L’expérience d’être dans la salle pendant les Oscars est remarquablement différente de l’expérience de la regarder à la télévision. Il y a une intimité qui vient du fait que tout le monde dans la salle a été avec chacun au cours de la saison. Il y a cette camaraderie qui est palpable.
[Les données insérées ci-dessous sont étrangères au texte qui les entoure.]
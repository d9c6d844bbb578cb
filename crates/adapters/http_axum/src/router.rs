//! Axum router assembly.

use axum::Router;
use axum::routing::get;
use tower_http::trace::TraceLayer;

use serbisyo_app::ports::ProviderDirectory;

use crate::state::AppState;

/// Build the top-level axum [`Router`].
///
/// Mounts the JSON API under `/api` and a plain-text health probe at
/// `/health`. Includes a [`TraceLayer`] that logs each HTTP
/// request/response at the `DEBUG` level using the `tracing` ecosystem.
pub fn build<D>(state: AppState<D>) -> Router
where
    D: ProviderDirectory + 'static,
{
    Router::new()
        .route("/health", get(health_check))
        .nest("/api", crate::api::routes())
        .layer(TraceLayer::new_for_http())
        .with_state(state)
}

async fn health_check() -> &'static str {
    "OK"
}

#[cfg(test)]
mod tests {
    use axum::body::Body;
    use axum::http::{Request, StatusCode};
    use serbisyo_app::services::catalog_service::CatalogService;
    use serbisyo_app::services::provider_service::ProviderService;
    use serbisyo_domain::error::SerbisyoError;
    use serbisyo_domain::id::ProviderId;
    use serbisyo_domain::provider::Provider;
    use tower::ServiceExt;

    use super::*;

    struct StubDirectory;

    impl ProviderDirectory for StubDirectory {
        async fn all(&self) -> Result<Vec<Provider>, SerbisyoError> {
            Ok(vec![])
        }
        async fn find_by_category(&self, _category: &str) -> Result<Vec<Provider>, SerbisyoError> {
            Ok(vec![])
        }
        async fn get_by_id(&self, _id: ProviderId) -> Result<Option<Provider>, SerbisyoError> {
            Ok(None)
        }
    }

    fn test_state() -> AppState<StubDirectory> {
        AppState::new(CatalogService::new(), ProviderService::new(StubDirectory))
    }

    #[tokio::test]
    async fn should_return_ok_when_health_check_called() {
        let app = build(test_state());

        let response = app
            .oneshot(
                Request::builder()
                    .uri("/health")
                    .body(Body::empty())
                    .unwrap(),
            )
            .await
            .unwrap();

        assert_eq!(response.status(), StatusCode::OK);
    }

    #[tokio::test]
    async fn should_serve_the_catalog_under_api() {
        let app = build(test_state());

        let response = app
            .oneshot(
                Request::builder()
                    .uri("/api/services")
                    .body(Body::empty())
                    .unwrap(),
            )
            .await
            .unwrap();

        assert_eq!(response.status(), StatusCode::OK);
    }

    #[tokio::test]
    async fn should_reject_malformed_provider_id() {
        let app = build(test_state());

        let response = app
            .oneshot(
                Request::builder()
                    .uri("/api/providers/not-a-uuid")
                    .body(Body::empty())
                    .unwrap(),
            )
            .await
            .unwrap();

        assert_eq!(response.status(), StatusCode::BAD_REQUEST);
    }

    #[tokio::test]
    async fn should_reject_malformed_origin() {
        let app = build(test_state());

        let response = app
            .oneshot(
                Request::builder()
                    .uri("/api/providers/nearby?origin=not,coords")
                    .body(Body::empty())
                    .unwrap(),
            )
            .await
            .unwrap();

        assert_eq!(response.status(), StatusCode::BAD_REQUEST);
    }
}
//! Application services — use-case implementations.
//!
//! Each service struct accepts port trait implementations via generic parameters
//! (constructor injection), keeping this layer decoupled from concrete adapters.

pub mod catalog_service;
pub mod provider_service;
//! # serbisyod — Serbisyo daemon
//!
//! Composition root that wires the adapters together and starts the server.
//!
//! ## Responsibilities
//! - Load configuration (TOML file + env var overrides)
//! - Initialise structured logging
//! - Construct the provider directory adapter
//! - Construct application services, injecting the directory via its port
//! - Build the axum router, injecting application services
//! - Bind to a TCP port and serve
//! - Handle graceful shutdown (SIGTERM/SIGINT)
//!
//! ## Dependency rule
//! This is the **only** crate that depends on all other crates.
//! It is the wiring layer — no domain logic belongs here.

use serbisyo_adapter_directory_seed::SeedProviderDirectory;
use serbisyo_adapter_http_axum::state::AppState;
use serbisyo_app::services::catalog_service::CatalogService;
use serbisyo_app::services::provider_service::ProviderService;
use tracing_subscriber::EnvFilter;

mod config;

use config::Config;

#[tokio::main]
async fn main() -> Result<(), Box<dyn std::error::Error>> {
    let config = Config::load()?;

    tracing_subscriber::fmt()
        .with_env_filter(EnvFilter::new(&config.logging.filter))
        .init();

    // Directory
    let directory = if config.directory.seed_enabled {
        SeedProviderDirectory::default()
    } else {
        SeedProviderDirectory::with_providers(Vec::new())
    };

    // Services
    let catalog_service = CatalogService::new();
    let provider_service = ProviderService::new(directory);

    // HTTP
    let state = AppState::new(catalog_service, provider_service);
    let app = serbisyo_adapter_http_axum::router::build(state);

    let bind_addr = config.bind_addr();
    tracing::info!("serbisyod listening on http://{bind_addr}");

    let listener = tokio::net::TcpListener::bind(&bind_addr).await?;
    axum::serve(listener, app)
        .with_graceful_shutdown(shutdown_signal())
        .await?;

    Ok(())
}

/// Resolve once either SIGINT or SIGTERM arrives.
async fn shutdown_signal() {
    let interrupt = async {
        if let Err(err) = tokio::signal::ctrl_c().await {
            tracing::error!(error = %err, "failed to install interrupt handler");
            std::future::pending::<()>().await;
        }
    };

    #[cfg(unix)]
    let terminate = async {
        match tokio::signal::unix::signal(tokio::signal::unix::SignalKind::terminate()) {
            Ok(mut signal) => {
                signal.recv().await;
            }
            Err(err) => {
                tracing::error!(error = %err, "failed to install terminate handler");
                std::future::pending::<()>().await;
            }
        }
    };

    #[cfg(not(unix))]
    let terminate = std::future::pending::<()>();

    tokio::select! {
        () = interrupt => {}
        () = terminate => {}
    }

    tracing::info!("shutdown signal received");
}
Mais quelque chose au sujet de l’énergie ne communique pas tout à fait par la manière dont elle est télévisée. Vous regardez des Oscars des années 60 et 70 et c’étaient de très petites salles, et la façon dont le spectacle était présenté donnait l’impression qu’il y avait une sensibilité plus collective.

Une partie de mon cœur veut revenir à un dîner avec seulement les nominés et les présentateurs. [Or] une diffusion Zoom. [With the Emmys this year] il y avait une intimité à voir les gens tels qu’ils sont vraiment chez eux et avec qui ils ont choisi d’être et comment ils ont choisi d’être avec eux. C’était vraiment excitant.

Je me demande toujours pourquoi l’académie ne fait pas beaucoup de cas des Governors Awards, qui honorent une carrière complète par opposition à ce que nous avons élevé au cours d’une saison particulière. Peut-être existe-t-il un moyen de réorganiser nos priorités en tant qu’industrie et de dire à la culture dans son ensemble: «Voici en fait les choses qui sont importantes. Ce n’est pas qui a dépensé le plus d’argent sur la bonne publicité et qui a créé les meilleurs panneaux publicitaires avec la meilleure citation. »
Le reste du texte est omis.